A NSO admitiu ter vendido vários de seus produtos para o México, incluindo o Pegasus, com o propósito de auxiliar o governo na luta contra os cartéis de drogas. Essas ferramentas, contudo, foram empregadas para monitorar jornalistas e qualquer indivíduo que criticasse o governo. Segundo o Citizen Lab, no México, o spyware foi usado contra 24 alvos associados à oposi­ção do governo. É possível que o Pegasus também tenha sido utilizado para tentar influenciar as eleições e impedir que Manuel López Obrador se tornasse presi­dente, visto que a lista de infecta­dos incluía familiares e colaboradores próximos, como o gerente de campanha do candidato favorito da esquerda mexicana.

As autoridades mexicanas não responderam às acusações da Forbidden Stories, e embora a NSO não tenha respondido às per­guntas da organização, afirmou que “continuará a investigar todas as alegações críveis de uso indevido e tomará as medidas adequa­das com base nos resultados dessas investigações”.

Desde que o caso Project Pegasus se tornou público, houve manifestações em várias partes do mundo, e o governo dos EUA impôs sanções à empresa israelense. Em 2022, o Reino do Marrocos processou o jornalista espanhol Ignacio Cembrero por publicar uma matéria denunciando o governo pelo uso do Pegasus para espionar ele e outros jornalistas. No processo, o Marrocos alegou não ter utilizado o software contra o jornalista e argumentou que a matéria prejudicou a imagem pública do reino.

Edward Snowden[1] se manifestou, afirmando que se a empresa israelense é capaz de hackear um iPhone, ela também é capaz de fazer o mesmo com qualquer outro dispositivo. Snowden explicou em uma entrevista que é difícil afirmar com precisão se o Pegasus foi usado contra o jornalista saudita, mas alguém tão experiente como Khashoggi não seria facilmente infectado por um spyware. Portanto, alvos próximos foram provavelmente escolhi­dos para atingi-lo. Snowden acrescentou que, quando trabalhava na Agência de Segurança Nacional (NSA) do governo estadunidense, era comum dizer que “uma vez é coincidência, duas vezes é coincidên­cia, três vezes é ação inimiga”. No caso de Khashoggi, parece ser um padrão familiar: um governo descontente e fora de controle procurando informações sobre críticos, utilizando poderes que su­postamente seriam usados apenas contra os terroristas.

Conforme o artigo 17 da DUDH, cada estado tem a obrigação de proteger os direitos à privacidade e intimidade de seus cida­dãos.
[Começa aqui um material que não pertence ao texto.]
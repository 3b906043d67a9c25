//! Canonical routing hash.
//!
//! Single source of truth for the hash that maps routing keys to
//! membership indices. Implements MurmurHash3 x86 32-bit with seed 0,
//! matching the hash used by existing shard deployments, so a key
//! routes to the same node across client implementations given the
//! same member set.

/// MurmurHash3 x86 32-bit, seed 0.
pub fn murmur3_32(data: &[u8]) -> u32 {
    const C1: u32 = 0xcc9e_2d51;
    const C2: u32 = 0x1b87_3593;

    let len = data.len();
    let mut h: u32 = 0;

    // Body: 4-byte little-endian chunks
    let mut i = 0;
    while i + 4 <= len {
        let mut k = u32::from_le_bytes([data[i], data[i + 1], data[i + 2], data[i + 3]]);
        k = k.wrapping_mul(C1);
        k = k.rotate_left(15);
        k = k.wrapping_mul(C2);
        h ^= k;
        h = h.rotate_left(13);
        h = h.wrapping_mul(5).wrapping_add(0xe654_6b64);
        i += 4;
    }

    // Tail
    let tail = &data[i..];
    let mut k: u32 = 0;
    if tail.len() >= 3 {
        k ^= (tail[2] as u32) << 16;
    }
    if tail.len() >= 2 {
        k ^= (tail[1] as u32) << 8;
    }
    if !tail.is_empty() {
        k ^= tail[0] as u32;
        k = k.wrapping_mul(C1);
        k = k.rotate_left(15);
        k = k.wrapping_mul(C2);
        h ^= k;
    }

    // Finalization
    h ^= len as u32;
    h ^= h >> 16;
    h = h.wrapping_mul(0x85eb_ca6b);
    h ^= h >> 13;
    h = h.wrapping_mul(0xc2b2_ae35);
    h ^= h >> 16;

    h
}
Israel, adota uma postura oposta ao permitir que empresas privadas desenvolvam sistemas que violam esses direitos. O Pegasus, ao contrário do que é propagandeado, não está sendo usado contra traficantes, pedófilos ou terroristas, ele está sendo direcio­nado contra uma população civil. Essa ferramenta de violação de direitos humanos está sendo empregada contra líderes políticos, advogados, acadêmicos e jornalistas que lutam para res­ponsabilizar os governos por suas violações. O Estado de Israel, como disse o proprietário da empresa dona do software espião, é responsável por autorizar a venda do Pegasus para governos auto­ritários com históricos conhecidos de desrespeito aos direitos humanos, incluindo privacidade e intimidade.




 

[1] Edward Joseph Snowden é um analista de sistemas, ex-administrador de sistemas da CIA e ex-contratado da NSA que tornou públicos detalhes de vários programas que constituem o sistema de vigilância global da NSA americana.